The P5000 - Nikon's first such camera since the days when you could charge the best part of a thousand dollars for a well-specified compact - is a considerably less ambitious product than the G7; it reminded me of a Coolpix 7900 with added bells and whistles, and it's not as big a leap forward from the P3/P4 as it first appears, physical design aside.
So is this a bad thing? Not at all; the P5000 offers pretty much everything the Canon G7 does - with SLR-like levels of control - in a package that is truly pocketable. This puts it, essentially, in a class of its own, and this is why the promise of Nikon quality and full photographic control in such a small package caused such excitement when the P5000 was announced earlier this year. I remember thinking myself that this looked like exactly what I'd been looking for as a 'carry anywhere' compact that gave me back the controls I missed with most pocket cameras.

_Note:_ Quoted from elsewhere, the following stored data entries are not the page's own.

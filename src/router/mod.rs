//! Intent routing.
//!
//! Maps a free-text intent to a downstream tool with an ordered keyword
//! table. Overlapping keywords are resolved purely by rule order: an
//! intent mentioning both "encrypt" and "optimize" goes to the quantum
//! rule because it is listed first.

mod rules;
pub mod tensor;

pub use rules::{BackendRouter, RoutingDecision, RoutingRule, Tool};
//! Typed extraction of backend parameters from request JSON.
//!
//! Two flavours of numeric coercion exist. Strict accessors accept JSON
//! numbers only; lenient accessors additionally accept numeric strings such
//! as `"0.25"`. Neither accepts booleans or null.

use crate::error::{OptimizeError, Result};
use serde_json::{Map, Value};

/// Returns the parameter object, or an error naming `parameters`.
pub fn as_object(params: &Value) -> Result<&Map<String, Value>> {
    params.as_object().ok_or_else(|| {
        OptimizeError::parameter(
            "parameters",
            format!("expected an object, got {}", type_name(params)),
        )
    })
}

/// Reads an integer parameter, falling back to `default` when absent.
///
/// Numbers with a fractional part (including `10.0`) are rejected.
pub fn integer(map: &Map<String, Value>, key: &str, default: i64) -> Result<i64> {
    match map.get(key) {
        None => Ok(default),
        Some(Value::Number(n)) => n
            .as_i64()
            .ok_or_else(|| OptimizeError::parameter(key, format!("expected an integer, got {n}"))),
        Some(other) => Err(OptimizeError::parameter(
            key,
            format!("expected an integer, got {}", type_name(other)),
        )),
    }
}

/// Reads a finite floating-point parameter that must be a JSON number.
pub fn number(map: &Map<String, Value>, key: &str, default: f64) -> Result<f64> {
    match map.get(key) {
        None => Ok(default),
        Some(Value::Number(n)) => n
            .as_f64()
            .filter(|x| x.is_finite())
            .ok_or_else(|| OptimizeError::parameter(key, format!("expected a finite number, got {n}"))),
        Some(other) => Err(OptimizeError::parameter(
            key,
            format!("expected a number, got {}", type_name(other)),
        )),
    }
}

/// Coerces a JSON number or numeric string to a finite `f64`.
pub fn lenient_number(value: &Value, name: &str) -> Result<f64> {
    let parsed = match value {
        Value::Number(n) => n.as_f64(),
        Value::String(s) => s.trim().parse::<f64>().ok(),
        _ => None,
    };
    match parsed {
        Some(x) if x.is_finite() => Ok(x),
        Some(_) => Err(OptimizeError::parameter(name, "value must be finite")),
        None => Err(OptimizeError::parameter(
            name,
            format!("could not convert {} to a number", describe(value)),
        )),
    }
}

/// Extracts a fixed-width feature vector.
///
/// - An object contributes `keys[i]`, each defaulting to `defaults[i]`.
/// - An array contributes its first `defaults.len()` elements, padded with
///   `0.0` when shorter.
/// - Anything else yields `fallback`.
pub fn feature_vector(
    params: &Value,
    keys: &[&str],
    defaults: &[f64],
    fallback: &[f64],
) -> Result<Vec<f64>> {
    let dim = defaults.len();
    let mut features = match params {
        Value::Object(map) => keys
            .iter()
            .zip(defaults)
            .map(|(key, &default)| match map.get(*key) {
                Some(v) => lenient_number(v, key),
                None => Ok(default),
            })
            .collect::<Result<Vec<f64>>>()?,
        Value::Array(items) => items
            .iter()
            .take(dim)
            .enumerate()
            .map(|(i, v)| lenient_number(v, &format!("parameters[{i}]")))
            .collect::<Result<Vec<f64>>>()?,
        _ => fallback.to_vec(),
    };
    features.resize(dim, 0.0);
    Ok(features)
}

fn type_name(value: &Value) -> &'static str {
    match value {
        Value::Null => "null",
        Value::Bool(_) => "a boolean",
        Value::Number(_) => "a number",
        Value::String(_) => "a string",
        Value::Array(_) => "an array",
        Value::Object(_) => "an object",
    }
}

fn describe(value: &Value) -> String {
    match value {
        Value::String(s) => format!("string {s:?}"),
        other => type_name(other).to_string(),
    }
}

As to whether it delivers on that promise depends on how - and what - you take pictures of. This is because the P5000, in common with most recent Coolpix models, has a serious issue with focus speed that makes it totally unsuitable for use in situations where quick reactions are essential. If you're taking landscapes you can live with waiting a second (or two if you're unlucky) for the camera to focus and take the picture, but snapping restless children (or in fact anything moving) is frustrating and ultimately a hit 'n' miss affair.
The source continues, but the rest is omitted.